//! HTTP server setup and configuration.
//!
//! # Responsibilities
//! - Create the Axum Router with all handlers
//! - Wire up middleware (tracing, body limits, request ID, timeout)
//! - Bind the server to a listener and serve until shutdown

use std::sync::atomic::AtomicBool;
use std::sync::Arc;
use std::time::Duration;

use axum::extract::DefaultBodyLimit;
use axum::routing::{get, post};
use axum::Router;
use tokio::net::TcpListener;
use tokio::sync::broadcast;
use tower_http::request_id::{MakeRequestUuid, PropagateRequestIdLayer, SetRequestIdLayer};
use tower_http::timeout::TimeoutLayer;
use tower_http::trace::TraceLayer;

use crate::catalog::DiseaseCatalog;
use crate::config::AppConfig;
use crate::http::handlers::{self, AppState};
use crate::inference::InferenceClient;

/// HTTP server for the crop analysis backend.
pub struct HttpServer {
    router: Router,
}

impl HttpServer {
    /// Create a new HTTP server with the given configuration and
    /// subsystems.
    pub fn new(config: &AppConfig, inference: InferenceClient, catalog: DiseaseCatalog) -> Self {
        let state = AppState {
            inference: Arc::new(inference),
            catalog: Arc::new(catalog),
            cold_start: Arc::new(AtomicBool::new(true)),
        };

        Self {
            router: Self::build_router(config, state),
        }
    }

    /// Build the Axum router with all middleware layers.
    fn build_router(config: &AppConfig, state: AppState) -> Router {
        Router::new()
            .route("/api/crop/analyze", post(handlers::analyze))
            .route("/api/crop/health", get(handlers::health))
            .route("/api/crop/crops", get(handlers::crops))
            .with_state(state)
            .layer(DefaultBodyLimit::max(config.server.max_upload_bytes))
            .layer(TimeoutLayer::new(Duration::from_secs(
                config.server.request_timeout_secs,
            )))
            .layer(PropagateRequestIdLayer::x_request_id())
            .layer(SetRequestIdLayer::x_request_id(MakeRequestUuid))
            .layer(TraceLayer::new_for_http())
    }

    /// Run the server, accepting connections on the given listener until
    /// the shutdown signal fires.
    pub async fn run(
        self,
        listener: TcpListener,
        mut shutdown: broadcast::Receiver<()>,
    ) -> Result<(), std::io::Error> {
        let addr = listener.local_addr()?;
        tracing::info!(address = %addr, "HTTP server starting");

        axum::serve(listener, self.router)
            .with_graceful_shutdown(async move {
                let _ = shutdown.recv().await;
                tracing::info!("Shutdown signal received, draining connections");
            })
            .await?;

        tracing::info!("HTTP server stopped");
        Ok(())
    }
}
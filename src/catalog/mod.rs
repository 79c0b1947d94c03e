//! Crop-disease knowledge catalog.
//!
//! Static lookup data keyed `crop → disease → guidance`, loaded once at
//! startup and shared immutably. A prediction the catalog doesn't know
//! gets generic guidance rather than an error; the report is always
//! complete.

use std::collections::HashMap;
use std::fs;
use std::path::Path;

use serde::{Deserialize, Serialize};
use thiserror::Error;

/// Treatment and prevention guidance for one disease.
#[derive(Debug, Clone, Deserialize, Serialize, Default)]
#[serde(default)]
pub struct DiseaseGuidance {
    pub treatment: Vec<String>,
    pub prevention: Vec<String>,
    pub organic_methods: Vec<String>,
}

/// Error loading the catalog file at startup.
#[derive(Debug, Error)]
pub enum CatalogError {
    #[error("failed to read catalog file '{path}': {source}")]
    Io {
        path: String,
        source: std::io::Error,
    },
    #[error("failed to parse catalog file '{path}': {source}")]
    Parse {
        path: String,
        source: serde_json::Error,
    },
}

/// Immutable crop → disease → guidance lookup table.
#[derive(Debug, Clone, Default)]
pub struct DiseaseCatalog {
    entries: HashMap<String, HashMap<String, DiseaseGuidance>>,
}

impl DiseaseCatalog {
    /// Load the catalog from a JSON file.
    pub fn load(path: &Path) -> Result<Self, CatalogError> {
        let content = fs::read_to_string(path).map_err(|source| CatalogError::Io {
            path: path.display().to_string(),
            source,
        })?;
        let entries = serde_json::from_str(&content).map_err(|source| CatalogError::Parse {
            path: path.display().to_string(),
            source,
        })?;

        let catalog = Self { entries };
        tracing::info!(
            path = %path.display(),
            crops = catalog.entries.len(),
            "Disease catalog loaded"
        );
        Ok(catalog)
    }

    /// Build a catalog from in-memory entries.
    pub fn from_entries(entries: HashMap<String, HashMap<String, DiseaseGuidance>>) -> Self {
        Self { entries }
    }

    /// Guidance for a crop/disease pair, falling back to generic advice
    /// when the pair is unknown.
    pub fn lookup(&self, crop: &str, disease: &str) -> DiseaseGuidance {
        match self.entries.get(crop).and_then(|c| c.get(disease)) {
            Some(guidance) => guidance.clone(),
            None => {
                tracing::debug!(crop, disease, "No catalog entry, using fallback guidance");
                fallback_guidance()
            }
        }
    }

    pub fn crop_count(&self) -> usize {
        self.entries.len()
    }
}

fn fallback_guidance() -> DiseaseGuidance {
    DiseaseGuidance {
        treatment: vec!["Consult local agricultural expert".to_string()],
        prevention: vec!["Maintain crop rotation and field hygiene".to_string()],
        organic_methods: vec!["Use neem oil spray or compost tea".to_string()],
    }
}
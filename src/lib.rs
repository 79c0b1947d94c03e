//! Crop disease analysis backend.
//!
//! Accepts a crop image upload, forwards it to an external ML inference
//! service through a resilient HTTP client, enriches the prediction with
//! a static disease-guidance catalog, and returns a combined report.

pub mod catalog;
pub mod config;
pub mod http;
pub mod inference;
pub mod lifecycle;
pub mod resilience;

pub use catalog::DiseaseCatalog;
pub use config::AppConfig;
pub use http::HttpServer;
pub use inference::InferenceClient;
pub use lifecycle::Shutdown;
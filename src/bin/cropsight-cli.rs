use std::path::PathBuf;

use clap::{Parser, Subcommand};
use serde_json::Value;

#[derive(Parser)]
#[command(name = "cropsight-cli")]
#[command(about = "Management CLI for the cropsight backend", long_about = None)]
struct Cli {
    #[arg(short, long, default_value = "http://localhost:8080")]
    url: String,

    #[command(subcommand)]
    command: Commands,
}

#[derive(Subcommand)]
enum Commands {
    /// Check whether the remote model is loaded
    Health,
    /// List crops the model recognizes
    Crops,
    /// Analyze a crop image
    Analyze {
        /// Path to the image file
        image: PathBuf,
        /// Crop name, e.g. "Apple"
        #[arg(short, long)]
        crop: String,
    },
}

#[tokio::main]
async fn main() -> Result<(), Box<dyn std::error::Error>> {
    let cli = Cli::parse();
    let client = reqwest::Client::new();

    match cli.command {
        Commands::Health => {
            let res = client
                .get(format!("{}/api/crop/health", cli.url))
                .send()
                .await?;
            print_response(res).await?;
        }
        Commands::Crops => {
            let res = client
                .get(format!("{}/api/crop/crops", cli.url))
                .send()
                .await?;
            print_response(res).await?;
        }
        Commands::Analyze { image, crop } => {
            let bytes = tokio::fs::read(&image).await?;
            let part = reqwest::multipart::Part::bytes(bytes)
                .file_name(
                    image
                        .file_name()
                        .map(|n| n.to_string_lossy().into_owned())
                        .unwrap_or_else(|| "image.jpg".to_string()),
                )
                .mime_str("image/jpeg")?;
            let form = reqwest::multipart::Form::new()
                .part("image", part)
                .text("crop", crop);

            let res = client
                .post(format!("{}/api/crop/analyze", cli.url))
                .multipart(form)
                .send()
                .await?;
            print_response(res).await?;
        }
    }

    Ok(())
}

async fn print_response(res: reqwest::Response) -> Result<(), Box<dyn std::error::Error>> {
    let status = res.status();
    if !status.is_success() {
        eprintln!("Error: server returned status {}", status);
        if let Ok(text) = res.text().await {
            eprintln!("Response: {}", text);
        }
        return Ok(());
    }

    let json: Value = res.json().await?;
    println!("{}", serde_json::to_string_pretty(&json)?);
    Ok(())
}
//! Resilient HTTP client for the remote prediction service.

use std::time::Duration;

use reqwest::multipart;
use serde::de::DeserializeOwned;

use crate::config::InferenceConfig;
use crate::inference::types::{
    ClientBuildError, CropsBody, ErrorBody, ErrorKind, HealthBody, PredictBody, Prediction,
    PredictionError,
};
use crate::resilience::backoff::calculate_backoff;

/// Client wrapping the inference service with retry, backoff and
/// timeout tiering.
///
/// Cheap to clone; the underlying connection pool is shared. All retry
/// state lives on the stack of a single call, so concurrent calls never
/// interfere with each other.
#[derive(Clone)]
pub struct InferenceClient {
    http: reqwest::Client,
    base_url: String,
    max_retries: u32,
    base_backoff_ms: u64,
    max_backoff_ms: u64,
    normal_timeout: Duration,
    cold_start_timeout: Duration,
}

impl InferenceClient {
    /// Build a client from validated configuration.
    pub fn new(config: &InferenceConfig) -> Result<Self, ClientBuildError> {
        // Parse eagerly so a bad URL fails at startup, not per request.
        let parsed: url::Url =
            config
                .base_url
                .parse()
                .map_err(|source| ClientBuildError::InvalidBaseUrl {
                    url: config.base_url.clone(),
                    source,
                })?;

        // No client-wide timeout: the tier is chosen per attempt.
        let http = reqwest::Client::builder().build()?;

        Ok(Self {
            http,
            base_url: parsed.as_str().trim_end_matches('/').to_string(),
            max_retries: config.max_retries,
            base_backoff_ms: config.base_backoff_ms,
            max_backoff_ms: config.max_backoff_ms,
            normal_timeout: Duration::from_millis(config.normal_timeout_ms),
            cold_start_timeout: Duration::from_millis(config.cold_start_timeout_ms),
        })
    }

    /// Request a disease prediction for an uploaded image.
    ///
    /// `cold_start` selects the long timeout tier, absorbing the latency
    /// of a remote that must first load model weights. Only the caller
    /// knows from context whether that is likely.
    pub async fn predict(
        &self,
        image_bytes: &[u8],
        crop_label: &str,
        cold_start: bool,
    ) -> Result<Prediction, PredictionError> {
        if image_bytes.is_empty() {
            return Err(PredictionError::invalid_input("image payload is empty"));
        }
        if crop_label.trim().is_empty() {
            return Err(PredictionError::invalid_input("crop label is empty"));
        }

        let timeout = if cold_start {
            self.cold_start_timeout
        } else {
            self.normal_timeout
        };
        let url = format!("{}/predict", self.base_url);

        let mut attempt: u32 = 1;
        loop {
            tracing::debug!(
                url = %url,
                attempt,
                max_attempts = self.max_retries,
                timeout_ms = timeout.as_millis() as u64,
                crop = %crop_label,
                "Sending prediction request"
            );

            match self
                .send_predict(&url, image_bytes, crop_label, timeout)
                .await
            {
                Ok(prediction) => {
                    tracing::debug!(
                        disease = %prediction.disease,
                        confidence = prediction.confidence,
                        attempt,
                        "Prediction succeeded"
                    );
                    return Ok(prediction);
                }
                Err(err) => {
                    if !err.is_retryable() || attempt >= self.max_retries {
                        tracing::warn!(
                            kind = %err.kind,
                            status = ?err.status,
                            attempt,
                            error = %err.message,
                            "Prediction failed"
                        );
                        return Err(err);
                    }
                    let delay =
                        calculate_backoff(attempt, self.base_backoff_ms, self.max_backoff_ms);
                    tracing::warn!(
                        kind = %err.kind,
                        attempt,
                        delay_ms = delay.as_millis() as u64,
                        error = %err.message,
                        "Attempt failed, retrying after backoff"
                    );
                    tokio::time::sleep(delay).await;
                    attempt += 1;
                }
            }
        }
    }

    /// Best-effort liveness probe against `/health`.
    ///
    /// True only when the transport succeeds and the body explicitly
    /// reports the model as loaded. Never errors.
    pub async fn check_health(&self) -> bool {
        match self.get_with_retry::<HealthBody>("health").await {
            Ok(body) => {
                let loaded = body.model_loaded == Some(true);
                tracing::debug!(model_loaded = loaded, "Model health check completed");
                loaded
            }
            Err(err) => {
                tracing::warn!(kind = %err.kind, error = %err.message, "Model health check failed");
                false
            }
        }
    }

    /// Fetch the list of crop names the model recognizes.
    pub async fn available_crops(&self) -> Result<Vec<String>, PredictionError> {
        let body = self.get_with_retry::<CropsBody>("crops").await?;
        body.crops.ok_or_else(|| {
            PredictionError::new(
                ErrorKind::MalformedResponse,
                "crops response missing 'crops' field",
                Some(200),
            )
        })
    }

    /// One prediction attempt: multipart POST, then response decode.
    async fn send_predict(
        &self,
        url: &str,
        image_bytes: &[u8],
        crop_label: &str,
        timeout: Duration,
    ) -> Result<Prediction, PredictionError> {
        let part = multipart::Part::bytes(image_bytes.to_vec())
            .file_name("image.jpg")
            .mime_str("image/jpeg")
            .map_err(PredictionError::from_transport)?;
        let form = multipart::Form::new()
            .part("image", part)
            .text("crop", crop_label.to_string());

        let response = self
            .http
            .post(url)
            .multipart(form)
            .timeout(timeout)
            .send()
            .await
            .map_err(PredictionError::from_transport)?;

        let status = response.status();
        let bytes = response
            .bytes()
            .await
            .map_err(PredictionError::from_transport)?;

        if !status.is_success() {
            return Err(Self::status_failure(status, &bytes));
        }

        let body: PredictBody = serde_json::from_slice(&bytes).map_err(|e| {
            PredictionError::new(
                ErrorKind::MalformedResponse,
                format!("unparseable prediction body: {e}"),
                Some(status.as_u16()),
            )
        })?;

        // The service reports in-band failure with success=false.
        if body.success == Some(false) {
            return Err(PredictionError::new(
                ErrorKind::MalformedResponse,
                body.error
                    .unwrap_or_else(|| "prediction reported failure without detail".to_string()),
                Some(status.as_u16()),
            ));
        }

        match (body.disease, body.confidence) {
            (Some(disease), Some(confidence)) => Ok(Prediction {
                disease,
                confidence,
            }),
            _ => Err(PredictionError::new(
                ErrorKind::MalformedResponse,
                "prediction body missing 'disease' or 'confidence'",
                Some(status.as_u16()),
            )),
        }
    }

    /// GET a JSON endpoint with the normal timeout and the same retry
    /// policy as `predict` (no cold-start tier).
    async fn get_with_retry<T: DeserializeOwned>(
        &self,
        path: &str,
    ) -> Result<T, PredictionError> {
        let url = format!("{}/{}", self.base_url, path);

        let mut attempt: u32 = 1;
        loop {
            match self.get_once::<T>(&url).await {
                Ok(value) => return Ok(value),
                Err(err) => {
                    if !err.is_retryable() || attempt >= self.max_retries {
                        return Err(err);
                    }
                    let delay =
                        calculate_backoff(attempt, self.base_backoff_ms, self.max_backoff_ms);
                    tracing::warn!(
                        url = %url,
                        kind = %err.kind,
                        attempt,
                        delay_ms = delay.as_millis() as u64,
                        "GET failed, retrying after backoff"
                    );
                    tokio::time::sleep(delay).await;
                    attempt += 1;
                }
            }
        }
    }

    async fn get_once<T: DeserializeOwned>(&self, url: &str) -> Result<T, PredictionError> {
        let response = self
            .http
            .get(url)
            .timeout(self.normal_timeout)
            .send()
            .await
            .map_err(PredictionError::from_transport)?;

        let status = response.status();
        let bytes = response
            .bytes()
            .await
            .map_err(PredictionError::from_transport)?;

        if !status.is_success() {
            return Err(Self::status_failure(status, &bytes));
        }

        serde_json::from_slice(&bytes).map_err(|e| {
            PredictionError::new(
                ErrorKind::MalformedResponse,
                format!("unparseable response body: {e}"),
                Some(status.as_u16()),
            )
        })
    }

    /// Normalize a non-2xx response, pulling the service's error message
    /// out of the body when it has one.
    fn status_failure(status: reqwest::StatusCode, body: &[u8]) -> PredictionError {
        let kind = if status.is_client_error() {
            ErrorKind::ClientError
        } else {
            ErrorKind::ServerError
        };
        let message = serde_json::from_slice::<ErrorBody>(body)
            .ok()
            .and_then(|b| b.error.or(b.message))
            .unwrap_or_else(|| format!("inference service returned {status}"));
        PredictionError::new(kind, message, Some(status.as_u16()))
    }
}

impl std::fmt::Debug for InferenceClient {
    fn fmt(&self, f: &mut std::fmt::Formatter<'_>) -> std::fmt::Result {
        f.debug_struct("InferenceClient")
            .field("base_url", &self.base_url)
            .field("max_retries", &self.max_retries)
            .field("normal_timeout", &self.normal_timeout)
            .field("cold_start_timeout", &self.cold_start_timeout)
            .finish()
    }
}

☆ ☆ ☆

## What this task involves
For each line of the entries that holds the word "InferenceConfig", pull that line out.

## Task response
use crate::config::InferenceConfig;
    pub fn new(config: &InferenceConfig) -> Result<Self, ClientBuildError> {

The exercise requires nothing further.